→ Exercise prompt: Could you reproduce, exactly and alone, the lines running from the one with "for (pre, name) in [(pre_parent, &parent), (pre_child, &child)]" to the end of the data below?

━━━ Data for this task ━━━

//! Snapshots, provider descriptions and provider links.
//!
//! Services and resources a caller cannot DESCRIBE are filtered out while
//! the snapshot is built. Linked providers are redacted afterwards.

use super::Session;
use crate::description::ProviderDescription;
use crate::SessionError;
use gantry_auth::PermissionLevel;
use gantry_twin::{
    execute, ProviderIdentity, ProviderSnapshot, ResourceSnapshot, ServiceSnapshot,
    SnapshotCriterion, SnapshotOption,
};
use gantry_types::{ModelRef, TwinPath};

impl Session {
    /// Snapshots a provider with the services and resources the caller
    /// can describe.
    ///
    /// # Errors
    ///
    /// [`SessionError::NotPermitted`] without DESCRIBE access to the provider.
    pub async fn provider_snapshot(
        &self,
        provider: &str,
        options: &[SnapshotOption],
    ) -> Result<Option<ProviderSnapshot>, SessionError> {
        self.snapshot_provider(provider, true, options).await
    }

    async fn snapshot_provider(
        &self,
        provider: &str,
        include_resources: bool,
        options: &[SnapshotOption],
    ) -> Result<Option<ProviderSnapshot>, SessionError> {
        self.ensure_live()?;
        let level = PermissionLevel::Describe;
        let pre = self.pre_authorizer.pre_auth_provider(level, provider);
        if pre.is_denied() {
            return Err(self
                .guard
                .denied(level, TwinPath::provider_path(provider))
                .into());
        }

        let guard = self.guard.clone();
        let p = provider.to_owned();
        let options = options.to_vec();
        let snapshot = execute(
            self.executor.as_ref(),
            move |twin| -> Result<Option<ProviderSnapshot>, SessionError> {
                if pre.needs_authoritative_check() {
                    let Some(info) = twin.provider(&p) else {
                        guard.require_provider(level, ModelRef::UNKNOWN, &p)?;
                        return Ok(None);
                    };
                    guard.require_provider(level, info.id.model_ref(), &p)?;
                }
                let services = |s: &ServiceSnapshot| guard.authorize_service(s);
                let resources =
                    |r: &ResourceSnapshot| include_resources && guard.authorize_resource(r);
                Ok(twin.snapshot_provider(&p, &services, &resources, &options))
            },
        )
        .await??;

        Ok(snapshot.map(|s| self.guard.authorized_links(s)))
    }

    /// Snapshots a service with the resources the caller can describe.
    ///
    /// # Errors
    ///
    /// [`SessionError::NotPermitted`] without DESCRIBE access to the service.
    pub async fn service_snapshot(
        &self,
        provider: &str,
        service: &str,
    ) -> Result<Option<ServiceSnapshot>, SessionError> {
        self.ensure_live()?;
        let level = PermissionLevel::Describe;
        let pre = self.pre_authorizer.pre_auth_service(level, provider, service);
        if pre.is_denied() {
            return Err(self
                .guard
                .denied(level, TwinPath::service(provider, service))
                .into());
        }

        let guard = self.guard.clone();
        let (p, s) = (provider.to_owned(), service.to_owned());
        execute(
            self.executor.as_ref(),
            move |twin| -> Result<Option<ServiceSnapshot>, SessionError> {
                if pre.needs_authoritative_check() {
                    let Some(info) = twin.provider(&p) else {
                        guard.require_service(level, ModelRef::UNKNOWN, &p, &s)?;
                        return Ok(None);
                    };
                    guard.require_service(level, info.id.model_ref(), &p, &s)?;
                }
                let resources = |r: &ResourceSnapshot| guard.authorize_resource(r);
                Ok(twin.snapshot_service(&p, &s, &resources))
            },
        )
        .await?
    }

    /// Snapshots a single resource.
    ///
    /// # Errors
    ///
    /// [`SessionError::NotPermitted`] without DESCRIBE access to the resource.
    pub async fn resource_snapshot(
        &self,
        provider: &str,
        service: &str,
        resource: &str,
    ) -> Result<Option<ResourceSnapshot>, SessionError> {
        self.ensure_live()?;
        let level = PermissionLevel::Describe;
        let pre = self
            .pre_authorizer
            .pre_auth_resource(level, provider, service, resource);
        if pre.is_denied() {
            let path = TwinPath::resource(provider, service, resource);
            return Err(self.guard.denied(level, path).into());
        }

        let guard = self.guard.clone();
        let (p, s, r) = (provider.to_owned(), service.to_owned(), resource.to_owned());
        execute(
            self.executor.as_ref(),
            move |twin| -> Result<Option<ResourceSnapshot>, SessionError> {
                if pre.needs_authoritative_check() {
                    let Some(info) = twin.provider(&p) else {
                        guard.require_resource(level, ModelRef::UNKNOWN, &p, &s, &r)?;
                        return Ok(None);
                    };
                    guard.require_resource(level, info.id.model_ref(), &p, &s, &r)?;
                }
                Ok(twin.snapshot_resource(&p, &s, &r))
            },
        )
        .await?
    }

    /// Snapshots every provider the caller can describe, narrowed by
    /// `criterion`.
    ///
    /// The client filters are combined with the permission checks, never
    /// substituted for them. A location filter additionally requires READ
    /// access to `admin/location`. The resource value filter runs last, on
    /// the already filtered tree.
    ///
    /// # Errors
    ///
    /// Only the errors common to every data-plane call. Invisible
    /// providers are silently left out.
    pub async fn filtered_snapshot(
        &self,
        criterion: Option<&SnapshotCriterion>,
        options: &[SnapshotOption],
    ) -> Result<Vec<ProviderSnapshot>, SessionError> {
        self.ensure_live()?;
        let criterion = criterion.cloned().unwrap_or_default();
        let value_filter = criterion.resource_value_filter.clone();
        let guard = self.guard.clone();
        let options = options.to_vec();

        let mut snapshots = execute(self.executor.as_ref(), move |twin| {
            let use_location = criterion.location_filter.is_some();
            let providers = |ps: &ProviderSnapshot| {
                guard.authorize_provider(ps, use_location)
                    && criterion.provider_filter.as_ref().map_or(true, |f| f(ps))
            };
            let services = |ss: &ServiceSnapshot| {
                guard.authorize_service(ss)
                    && criterion.service_filter.as_ref().map_or(true, |f| f(ss))
            };
            let resources = |rs: &ResourceSnapshot| {
                guard.authorize_resource(rs)
                    && criterion.resource_filter.as_ref().map_or(true, |f| f(rs))
            };
            twin.filtered_snapshot(
                criterion.location_filter.as_ref(),
                &providers,
                &services,
                &resources,
                &options,
            )
        })
        .await?;

        if let Some(filter) = value_filter {
            snapshots.retain(|ps| {
                let resources: Vec<&ResourceSnapshot> = ps.resources().collect();
                filter(ps, &resources)
            });
        }

        Ok(snapshots
            .into_iter()
            .map(|ps| self.guard.authorized_links(ps))
            .collect())
    }

    // === Providers ===

    /// Describes a provider: its visible services and linked providers.
    ///
    /// # Errors
    ///
    /// [`SessionError::NotPermitted`] without DESCRIBE access to the provider.
    pub async fn describe_provider(
        &self,
        provider: &str,
    ) -> Result<Option<ProviderDescription>, SessionError> {
        let snapshot = self
            .snapshot_provider(provider, false, &[SnapshotOption::IncludeLinkedProviderIds])
            .await?;
        Ok(snapshot.as_ref().map(ProviderDescription::from))
    }

    /// Describes every provider the caller can describe.
    ///
    /// Services and linked providers the caller cannot describe are left out.
    ///
    /// # Errors
    ///
    /// Only the errors common to every data-plane call.
    pub async fn list_providers(&self) -> Result<Vec<ProviderDescription>, SessionError> {
        self.ensure_live()?;
        let providers = execute(self.executor.as_ref(), |twin| twin.providers()).await?;

        Ok(providers
            .into_iter()
            .filter(|info| self.guard.can_describe_provider(&info.id))
            .map(|info| {
                let model = info.id.model_ref();
                let services = info
                    .services
                    .iter()
                    .filter(|s| {
                        self.authorizer.has_service_permission(
                            PermissionLevel::Describe,
                            model,
                            &info.id.name,
                            s,
                        )
                    })
                    .cloned()
                    .collect();
                let linked_providers = info
                    .linked_providers
                    .iter()
                    .filter(|linked| self.guard.can_describe_provider(*linked))
                    .map(|linked| linked.name.clone())
                    .collect();
                ProviderDescription {
                    provider: info.id.name.clone(),
                    model_package_uri: info.id.model_package_uri.clone(),
                    model_name: info.id.model_name.clone(),
                    services,
                    linked_providers,
                }
            })
            .collect())
    }

    /// Links `child` to `parent` and describes `parent` afterwards.
    ///
    /// `Ok(None)` if either provider does not exist.
    ///
    /// # Errors
    ///
    /// [`SessionError::NotPermitted`] without UPDATE access to both providers.
    pub async fn link_providers(
        &self,
        parent: &str,
        child: &str,
    ) -> Result<Option<ProviderDescription>, SessionError> {
        self.update_link(parent, child, LinkChange::Link).await
    }

    /// Unlinks `child` from `parent` and describes `parent` afterwards.
    ///
    /// `Ok(None)` if either provider does not exist.
    ///
    /// # Errors
    ///
    /// [`SessionError::NotPermitted`] without UPDATE access to both providers.
    pub async fn unlink_providers(
        &self,
        parent: &str,
        child: &str,
    ) -> Result<Option<ProviderDescription>, SessionError> {
        self.update_link(parent, child, LinkChange::Unlink).await
    }

    async fn update_link(
        &self,
        parent: &str,
        child: &str,
        change: LinkChange,
    ) -> Result<Option<ProviderDescription>, SessionError> {
        self.ensure_live()?;
        let level = PermissionLevel::Update;
        let pre_parent = self.pre_authorizer.pre_auth_provider(level, parent);
        let pre_child = self.pre_authorizer.pre_auth_provider(level, child);
        for (pre, name) in [(pre_parent, parent), (pre_child, child)] {
            if pre.is_denied() {
                return Err(self
                    .guard
                    .denied(level, TwinPath::provider_path(name))
                    .into());
            }
        }

        let guard = self.guard.clone();
        let (parent, child) = (parent.to_owned(), child.to_owned());
        let snapshot = execute(
            self.executor.as_ref(),
            move |twin| -> Result<Option<ProviderSnapshot>, SessionError> {
                let mut present = true;
                for (pre, name) in [(pre_parent, &parent), (pre_child, &child)] {
                    let info = twin.provider(name);
                    if pre.needs_authoritative_check() {
                        let model = info.as_ref().map_or(ModelRef::UNKNOWN, |i| i.id.model_ref());
                        guard.require_provider(level, model, name)?;
                    }
                    present &= info.is_some();
                }
                if !present {
                    return Ok(None);
                }

                match change {
                    LinkChange::Link => twin.add_linked_provider(&parent, &child)?,
                    LinkChange::Unlink => twin.remove_linked_provider(&parent, &child)?,
                }
                tracing::debug!(parent = %parent, child = %child, ?change, "Provider link updated");

                let services = |s: &ServiceSnapshot| guard.authorize_service(s);
                Ok(twin.snapshot_provider(
                    &parent,
                    &services,
                    &|_: &ResourceSnapshot| false,
                    &[SnapshotOption::IncludeLinkedProviderIds],
                ))
            },
        )
        .await??;

        Ok(snapshot
            .map(|s| self.guard.authorized_links(s))
            .as_ref()
            .map(ProviderDescription::from))
    }
}

#[derive(Debug, Clone, Copy)]
enum LinkChange {
    Link,
    Unlink,
}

━━━

→ Exercise result:
                for (pre, name) in [(pre_parent, &parent), (pre_child, &child)] {
                    let info = twin.provider(name);
                    if pre.needs_authoritative_check() {
                        let model = info.as_ref().map_or(ModelRef::UNKNOWN, |i| i.id.model_ref());
                        guard.require_provider(level, model, name)?;
                    }
                    present &= info.is_some();
                }
                if !present {
                    return Ok(None);
                }

                match change {
                    LinkChange::Link => twin.add_linked_provider(&parent, &child)?,
                    LinkChange::Unlink => twin.remove_linked_provider(&parent, &child)?,
                }
                tracing::debug!(parent = %parent, child = %child, ?change, "Provider link updated");

                let services = |s: &ServiceSnapshot| guard.authorize_service(s);
                Ok(twin.snapshot_provider(
                    &parent,
                    &services,
                    &|_: &ResourceSnapshot| false,
                    &[SnapshotOption::IncludeLinkedProviderIds],
                ))
            },
        )
        .await??;

        Ok(snapshot
            .map(|s| self.guard.authorized_links(s))
            .as_ref()
            .map(ProviderDescription::from))
    }
}

#[derive(Debug, Clone, Copy)]
enum LinkChange {
    Link,
    Unlink,
}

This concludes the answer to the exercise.